Analyze CrowdStrike Detections - Search for IOCs in VirusTotal - Create a Ticket in Jira, and Post a Message in Slack

This n8n workflow automates the handling of security detections from CrowdStrike, streamlining incident response and notification processes. The workflow is triggered daily at midnight by the Schedule Trigger node.

It begins by fetching recent security detections from CrowdStrike using an HTTP Request node. The response is then split into individual detections for further processing. Each detection is enriched by querying the CrowdStrike API for detailed information using another HTTP Request node. The workflow then processes these detections sequentially using the Split In Batches node.

Next, it looks up behavioral information associated with each detection in VirusTotal using two HTTP Request nodes. One node queries VirusTotal based on SHA256 values, and the other based on IOC (Indicator of Compromise) values. The workflow includes a 1-second pause using the Wait node to prevent rate limiting when making requests to the VirusTotal API.

Subsequently, the workflow sets fields with relevant details from both CrowdStrike and VirusTotal, including detection links, confidence scores, filenames, usernames, and more. These details are concatenated using an Item Lists node for each detection. The final step involves creating Jira issues for each detection, including summaries with CrowdStrike alert severity and hostnames, as well as descriptions that incorporate information from CrowdStrike and VirusTotal. Information about this issue is then sent via a Slack message to a Slack user.
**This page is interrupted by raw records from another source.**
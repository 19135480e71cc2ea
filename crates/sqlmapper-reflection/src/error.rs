//! Reflection error types.

use thiserror::Error;

/// Errors raised while reading or writing properties of host objects.
#[derive(Debug, Clone, PartialEq, Error)]
#[non_exhaustive]
pub enum ReflectionError {
    /// The type exposes no readable property with this name.
    #[error("there is no getter for property named '{property}' in '{type_name}'")]
    NoGetter {
        /// Property name as requested.
        property: String,
        /// Host type name.
        type_name: &'static str,
    },

    /// The type exposes no writable property with this name.
    #[error("there is no setter for property named '{property}' in '{type_name}'")]
    NoSetter {
        /// Property name as requested.
        property: String,
        /// Host type name.
        type_name: &'static str,
    },

    /// A segment in the middle of a path evaluated to null.
    #[error("cannot resolve '{path}': '{segment}' is null")]
    NullIntermediate {
        /// Full property path.
        path: String,
        /// The path prefix that evaluated to null.
        segment: String,
    },

    /// An index segment was applied to a value that is neither a list nor a map.
    #[error("cannot index into '{segment}' of type '{type_name}'")]
    NotIndexable {
        /// The index segment text.
        segment: String,
        /// Type of the indexed value.
        type_name: &'static str,
    },

    /// A list index is past the end of the list.
    #[error("index {index} out of bounds for '{path}' (length {len})")]
    IndexOutOfBounds {
        /// Full property path.
        path: String,
        /// Requested index.
        index: usize,
        /// Actual list length.
        len: usize,
    },

    /// A list index is not a non-negative integer.
    #[error("invalid list index '{0}'")]
    InvalidIndex(String),

    /// A property path could not be parsed.
    #[error("invalid property path '{path}': {reason}")]
    InvalidPath {
        /// The offending path.
        path: String,
        /// What is wrong with it.
        reason: &'static str,
    },

    /// A value could not be converted to the target type.
    #[error("type mismatch: expected {expected}, got {actual}")]
    TypeMismatch {
        /// Expected target type.
        expected: &'static str,
        /// Description of the actual value.
        actual: String,
    },

    /// A numeric value does not fit into the target type.
    #[error("value {value} out of range for {target}")]
    OutOfRange {
        /// Target type name.
        target: &'static str,
        /// Rendered source value.
        value: String,
    },
}

impl ReflectionError {
    /// Build a type mismatch error from the expected type and the offending value.
    pub(crate) fn mismatch(expected: &'static str, actual: &crate::Value) -> Self {
        Self::TypeMismatch {
            expected,
            actual: actual.type_name().to_string(),
        }
    }
}
//! Wire type hints and parameter directions.

use std::fmt;
use std::str::FromStr;

use serde::{Deserialize, Serialize};

macro_rules! jdbc_types {
    ($($variant:ident = $name:literal, $code:expr;)*) => {
        /// Standard JDBC type names, used as binding hints for null and
        /// ambiguous values.
        #[derive(Debug, Clone, Copy, PartialEq, Eq, Hash)]
        #[non_exhaustive]
        #[allow(missing_docs)]
        pub enum JdbcType {
            $($variant,)*
        }

        impl JdbcType {
            /// Every known type.
            pub const ALL: &'static [JdbcType] = &[$(Self::$variant,)*];

            /// The canonical upper-case name.
            #[must_use]
            pub fn name(self) -> &'static str {
                match self {
                    $(Self::$variant => $name,)*
                }
            }

            /// The numeric type code as defined by `java.sql.Types`.
            #[must_use]
            pub fn code(self) -> i32 {
                match self {
                    $(Self::$variant => $code,)*
                }
            }

            /// Parse a type name, ignoring case and surrounding whitespace.
            #[must_use]
            pub fn from_name(name: &str) -> Option<Self> {
                let name = name.trim().to_uppercase();
                match name.as_str() {
                    $($name => Some(Self::$variant),)*
                    _ => None,
                }
            }

            /// Look up a type by its numeric code.
            #[must_use]
            pub fn from_code(code: i32) -> Option<Self> {
                Self::ALL.iter().copied().find(|t| t.code() == code)
            }
        }
    };
}

jdbc_types! {
    Array = "ARRAY", 2003;
    Bit = "BIT", -7;
    TinyInt = "TINYINT", -6;
    SmallInt = "SMALLINT", 5;
    Integer = "INTEGER", 4;
    BigInt = "BIGINT", -5;
    Float = "FLOAT", 6;
    Real = "REAL", 7;
    Double = "DOUBLE", 8;
    Numeric = "NUMERIC", 2;
    Decimal = "DECIMAL", 3;
    Char = "CHAR", 1;
    VarChar = "VARCHAR", 12;
    LongVarChar = "LONGVARCHAR", -1;
    Date = "DATE", 91;
    Time = "TIME", 92;
    Timestamp = "TIMESTAMP", 93;
    Binary = "BINARY", -2;
    VarBinary = "VARBINARY", -3;
    LongVarBinary = "LONGVARBINARY", -4;
    Null = "NULL", 0;
    Other = "OTHER", 1111;
    Blob = "BLOB", 2004;
    Clob = "CLOB", 2005;
    Boolean = "BOOLEAN", 16;
    Cursor = "CURSOR", -10;
    Undefined = "UNDEFINED", -2_147_482_648;
    NVarChar = "NVARCHAR", -9;
    NChar = "NCHAR", -15;
    NClob = "NCLOB", 2011;
    Struct = "STRUCT", 2002;
    JavaObject = "JAVA_OBJECT", 2000;
    Distinct = "DISTINCT", 2001;
    Ref = "REF", 2006;
    DataLink = "DATALINK", 70;
    RowId = "ROWID", -8;
    LongNVarChar = "LONGNVARCHAR", -16;
    SqlXml = "SQLXML", 2009;
    DateTimeOffset = "DATETIMEOFFSET", -155;
    TimeWithTimezone = "TIME_WITH_TIMEZONE", 2013;
    TimestampWithTimezone = "TIMESTAMP_WITH_TIMEZONE", 2014;
}

impl fmt::Display for JdbcType {
    fn fmt(&self, f: &mut fmt::Formatter<'_>) -> fmt::Result {
        f.write_str(self.name())
    }
}

impl FromStr for JdbcType {
    type Err = String;

    fn from_str(s: &str) -> Result<Self, Self::Err> {
        Self::from_name(s).ok_or_else(|| format!("unknown JDBC type '{}'", s.trim()))
    }
}

impl Serialize for JdbcType {
    fn serialize<S: serde::Serializer>(&self, serializer: S) -> Result<S::Ok, S::Error> {
        serializer.serialize_str(self.name())
    }
}

impl<'de> Deserialize<'de> for JdbcType {
    fn deserialize<D: serde::Deserializer<'de>>(deserializer: D) -> Result<Self, D::Error> {
        let name = String::deserialize(deserializer)?;
        name.parse().map_err(serde::de::Error::custom)
    }
}

/// Direction of a statement parameter.
#[derive(Debug, Clone, Copy, PartialEq, Eq, Hash, Default, Serialize, Deserialize)]
#[serde(rename_all = "UPPERCASE")]
pub enum ParameterMode {
    /// Value passed to the statement.
    #[default]
    In,
    /// Value produced by the statement.
    Out,
    /// Value passed to and produced by the statement.
    #[serde(rename = "INOUT")]
    InOut,
}

impl ParameterMode {
    /// Parse a mode name, ignoring case.
    #[must_use]
    pub fn from_name(name: &str) -> Option<Self> {
        match name.trim().to_uppercase().as_str() {
            "IN" => Some(Self::In),
            "OUT" => Some(Self::Out),
            "INOUT" => Some(Self::InOut),
            _ => None,
        }
    }

    /// Check whether the statement reads a value for this parameter.
    #[must_use]
    pub fn is_input(self) -> bool {
        matches!(self, Self::In | Self::InOut)
    }

    /// Check whether the statement writes a value for this parameter.
    #[must_use]
    pub fn is_output(self) -> bool {
        matches!(self, Self::Out | Self::InOut)
    }
}

impl fmt::Display for ParameterMode {
    fn fmt(&self, f: &mut fmt::Formatter<'_>) -> fmt::Result {
        f.write_str(match self {
            Self::In => "IN",
            Self::Out => "OUT",
            Self::InOut => "INOUT",
        })
    }
}

#[cfg(test)]
#[allow(clippy::unwrap_used)]
mod tests {
    use super::*;

    #[test]
    fn test_from_name_ignores_case() {
        assert_eq!(JdbcType::from_name("varchar"), Some(JdbcType::VarChar));
        assert_eq!(JdbcType::from_name(" Numeric "), Some(JdbcType::Numeric));
        assert_eq!(JdbcType::from_name("VARCHAR2"), None);
    }

    #[test]
    fn test_codes_round_trip() {
        for ty in JdbcType::ALL {
            assert_eq!(JdbcType::from_code(ty.code()), Some(*ty));
            assert_eq!(JdbcType::from_name(ty.name()), Some(*ty));
        }
    }

    #[test]
    fn test_parse_error_message() {
        let err = "BOGUS".parse::<JdbcType>().unwrap_err();
        assert_eq!(err, "unknown JDBC type 'BOGUS'");
    }

    #[test]
    fn test_mode() {
        assert_eq!(ParameterMode::from_name("inout"), Some(ParameterMode::InOut));
        assert_eq!(ParameterMode::default(), ParameterMode::In);
        assert!(ParameterMode::InOut.is_output());
        assert!(!ParameterMode::Out.is_input());
        assert_eq!(ParameterMode::from_name("sideways"), None);
    }
}
#[cfg(test)]
#[allow(clippy::unwrap_used)]
mod tests {
    use super::*;
    use crate::context::ITEM_PREFIX;
    use crate::expression::Expression;
    use crate::node::{ForEachNode, IfNode, TrimNode};

    fn text(s: &str) -> SqlNode {
        SqlNode::text(s).unwrap()
    }

    #[test]
    fn test_raw_source_is_resolved_once() {
        let config = Config::default();
        let source = SqlSource::new(
            SqlNode::Mixed(vec![
                text("SELECT *\n   FROM users"),
                text("WHERE id = #{id}"),
            ]),
            &config,
        )
        .unwrap();
        assert!(!source.is_dynamic());

        let params = Value::map([("id", 7)]);
        let bound = source.bound_sql(&config, &params).unwrap();
        assert_eq!(bound.sql(), "SELECT * FROM users WHERE id = ?");
        let values = bound.parameter_values().unwrap();
        assert_eq!(values[0].value, Value::Int(7));
    }

    #[test]
    fn test_text_only_output_is_normalized() {
        let config = Config::default();
        let source = SqlSource::new(text("  SELECT  a,\tb\n FROM t  "), &config).unwrap();
        let nothing = Value::Null;
        let bound = source.bound_sql(&config, &nothing).unwrap();
        assert_eq!(bound.sql(), "SELECT a, b FROM t");
        assert!(bound.parameter_mappings().is_empty());
    }

    #[test]
    fn test_shrink_whitespace_keeps_literals() {
        assert_eq!(
            shrink_whitespace("  a =  'x   y'  AND\n b = \"p  q\" "),
            "a = 'x   y' AND b = \"p  q\""
        );
        assert_eq!(shrink_whitespace("'it''s  ok'  x"), "'it''s  ok' x");
    }

    #[test]
    fn test_foreach_values_in_order() {
        let config = Config::default();
        let node = SqlNode::Mixed(vec![
            text("SELECT * FROM t WHERE id IN"),
            SqlNode::Foreach(
                ForEachNode::new(Expression::parse("ids").unwrap(), text("#{id}"))
                    .item("id")
                    .open("(")
                    .close(")")
                    .separator(","),
            ),
        ]);
        let source = SqlSource::new(node, &config).unwrap();
        let params = Value::map([("ids", Value::list([1, 2, 3]))]);
        let bound = source.bound_sql(&config, &params).unwrap();

        assert_eq!(bound.sql(), "SELECT * FROM t WHERE id IN (?,?,?)");
        let values: Vec<_> = bound
            .parameter_values()
            .unwrap()
            .into_iter()
            .map(|p| p.value)
            .collect();
        assert_eq!(values, [Value::Int(1), Value::Int(2), Value::Int(3)]);
        assert!(bound.has_additional_parameter(&format!("{ITEM_PREFIX}id_0")));
    }

    #[test]
    fn test_scalar_parameter_answers_any_name() {
        let config = Config::default();
        let source = SqlSource::new(text("SELECT * FROM t WHERE id = #{anything}"), &config).unwrap();
        let id = 5i32;
        let bound = source.bound_sql(&config, &id).unwrap();
        let values = bound.parameter_values().unwrap();
        assert_eq!(values[0].value, Value::Int(5));
        assert_eq!(values[0].java_type.as_deref(), Some("i32"));
    }

    #[test]
    fn test_null_gets_configured_jdbc_type() {
        let config = Config::default().jdbc_type_for_null(JdbcType::Null);
        let source = SqlSource::new(
            text("UPDATE t SET a = #{a}, b = #{b, jdbcType=VARCHAR}"),
            &config,
        )
        .unwrap();
        let params = Value::map([("a", Value::Null), ("b", Value::Null)]);
        let bound = source.bound_sql(&config, &params).unwrap();
        let values = bound.parameter_values().unwrap();
        assert_eq!(values[0].jdbc_type, Some(JdbcType::Null));
        assert_eq!(values[1].jdbc_type, Some(JdbcType::VarChar));
    }

    #[test]
    fn test_out_parameters_are_null() {
        let config = Config::default();
        let source = SqlSource::new(
            text("CALL count_users(#{total, mode=OUT, jdbcType=INTEGER})"),
            &config,
        )
        .unwrap();
        let params = Value::map([("other", 1)]);
        let bound = source.bound_sql(&config, &params).unwrap();
        let values = bound.parameter_values().unwrap();
        assert_eq!(values[0].value, Value::Null);
        assert_eq!(values[0].jdbc_type, Some(JdbcType::Integer));
    }

    #[test]
    fn test_declared_type_mismatch() {
        let config = Config::default();
        let source = SqlSource::new(text("WHERE id = #{id:Integer}"), &config).unwrap();
        let params = Value::map([("id", "abc")]);
        let bound = source.bound_sql(&config, &params).unwrap();
        let err = bound.parameter_values().unwrap_err();
        assert_eq!(err.property, "id");
        assert!(matches!(err.source, ReflectionError::TypeMismatch { .. }));

        let params = Value::map([("id", 3)]);
        let bound = source.bound_sql(&config, &params).unwrap();
        assert_eq!(
            bound.parameter_values().unwrap()[0].java_type.as_deref(),
            Some("Integer")
        );
    }

    #[test]
    fn test_numeric_scale() {
        let config = Config::default();
        let source = SqlSource::new(text("#{price, numericScale=2}"), &config).unwrap();
        let params = Value::map([("price", 2.346_f64)]);
        let bound = source.bound_sql(&config, &params).unwrap();
        assert_eq!(bound.parameter_values().unwrap()[0].value, Value::Float(2.35));
    }

    #[test]
    fn test_unresolvable_property_is_binding_error() {
        let config = Config::default();
        let source = SqlSource::new(text("#{user.name}"), &config).unwrap();
        let params = Value::map([("user", Value::Null)]);
        let bound = source.bound_sql(&config, &params).unwrap();
        let err = bound.parameter_values().unwrap_err();
        assert!(matches!(err.source, ReflectionError::NullIntermediate { .. }));
        assert_eq!(err.type_name, "map");
    }

    #[test]
    fn test_numbered_placeholders_follow_order() {
        let config = Config::default().placeholder(crate::config::PlaceholderStyle::Dollar);
        let node = SqlNode::Mixed(vec![
            text("SELECT * FROM t"),
            SqlNode::Trim(TrimNode::where_clause(SqlNode::Mixed(vec![
                SqlNode::If(IfNode::new(Expression::parse("a != null").unwrap(), text("AND a = #{a}"))),
                SqlNode::If(IfNode::new(Expression::parse("b != null").unwrap(), text("AND b = #{b}"))),
            ]))),
        ]);
        let source = SqlSource::new(node, &config).unwrap();
        let params = Value::map([("a", 1), ("b", 2)]);
        let bound = source.bound_sql(&config, &params).unwrap();
        assert_eq!(bound.sql(), "SELECT * FROM t WHERE a = $1 AND b = $2");
    }

    #[test]
    fn test_list_parameter_binds_by_collection_names() {
        let config = Config::default();
        let ids = vec![10i64, 20];

        let source = SqlSource::new(
            text("SELECT #{list[0]}, #{array[1]}, #{collection[0]}"),
            &config,
        )
        .unwrap();
        let bound = source.bound_sql(&config, &ids).unwrap();
        assert_eq!(bound.sql(), "SELECT ?, ?, ?");
        let values: Vec<_> = bound
            .parameter_values()
            .unwrap()
            .into_iter()
            .map(|p| p.value)
            .collect();
        assert_eq!(values, [Value::Int(10), Value::Int(20), Value::Int(10)]);

        let guarded = SqlSource::new(
            SqlNode::Mixed(vec![
                text("SELECT * FROM t"),
                SqlNode::Trim(TrimNode::where_clause(SqlNode::If(IfNode::new(
                    Expression::parse("list.size() > 0").unwrap(),
                    text("AND x = #{list[0]}"),
                )))),
            ]),
            &config,
        )
        .unwrap();
        let bound = guarded.bound_sql(&config, &ids).unwrap();
        assert_eq!(bound.sql(), "SELECT * FROM t WHERE x = ?");
        assert_eq!(bound.parameter_values().unwrap()[0].value, Value::Int(10));

        let stray = SqlSource::new(text("#{other[0]}"), &config).unwrap();
        let stray = stray.bound_sql(&config, &ids).unwrap();
        assert!(matches!(
            stray.parameter_values().unwrap_err().source,
            ReflectionError::NoGetter { .. }
        ));
    }

    #[test]
    fn test_shrink_whitespace_past_comments() {
        assert_eq!(
            shrink_whitespace("SELECT  a   -- don't\n  FROM   t  WHERE   x = ?"),
            "SELECT a -- don't\nFROM t WHERE x = ?"
        );
        assert_eq!(
            shrink_whitespace("SELECT  /* it's   here */  a ,\n  b"),
            "SELECT /* it's   here */ a , b"
        );
        assert_eq!(shrink_whitespace("SELECT 1  -- trailing\n  "), "SELECT 1 -- trailing");
    }

    #[test]
    fn test_shrink_whitespace_after_unmatched_quote() {
        assert_eq!(
            shrink_whitespace("SELECT  *  FROM  t  ORDER BY  O'Brien   ,  id"),
            "SELECT * FROM t ORDER BY O'Brien , id"
        );
    }

    #[test]
    fn test_static_statement_binds_database_id() {
        let config = Config::default().database_id("pg");
        let source =
            SqlSource::new(text("SELECT #{_databaseId}, #{_parameter.id}"), &config).unwrap();
        assert!(!source.is_dynamic());

        let params = Value::map([("id", 3)]);
        let bound = source.bound_sql(&config, &params).unwrap();
        let values: Vec<_> = bound
            .parameter_values()
            .unwrap()
            .into_iter()
            .map(|p| p.value)
            .collect();
        assert_eq!(values, [Value::from("pg"), Value::Int(3)]);
    }

    #[test]
    fn test_parameter_type_names_scalar_root() {
        let config = Config::default();
        let source = SqlSource::new(text("WHERE id = #{id}"), &config).unwrap();
        let id = 5i64;
        let bound = source
            .bound_sql(&config, &id)
            .unwrap()
            .with_parameter_type(Some("Long"));
        assert_eq!(bound.parameter_values().unwrap()[0].java_type.as_deref(), Some("Long"));

        let params = Value::map([("id", 5)]);
        let bound = source
            .bound_sql(&config, &params)
            .unwrap()
            .with_parameter_type(Some("Long"));
        assert_ne!(bound.parameter_values().unwrap()[0].java_type.as_deref(), Some("Long"));
    }
}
Potential issues during setup might include configuring the Schedule Trigger node to trigger at the correct time zone and handling potential rate limiting from the VirusTotal API, which could lead to throttled requests. Additionally, the note about a possible typo in the URL for the Virustotal nodes should be addressed to ensure correct API calls. The Jira node may need to be replaced with the latest version for compatibility. Properly configuring API credentials and handling errors that may occur during API requests are essential for a smooth workflow operation. Careful testing with sample data is recommended to validate the workflow's functionality and ensure it aligns with your organization's security incident response processes.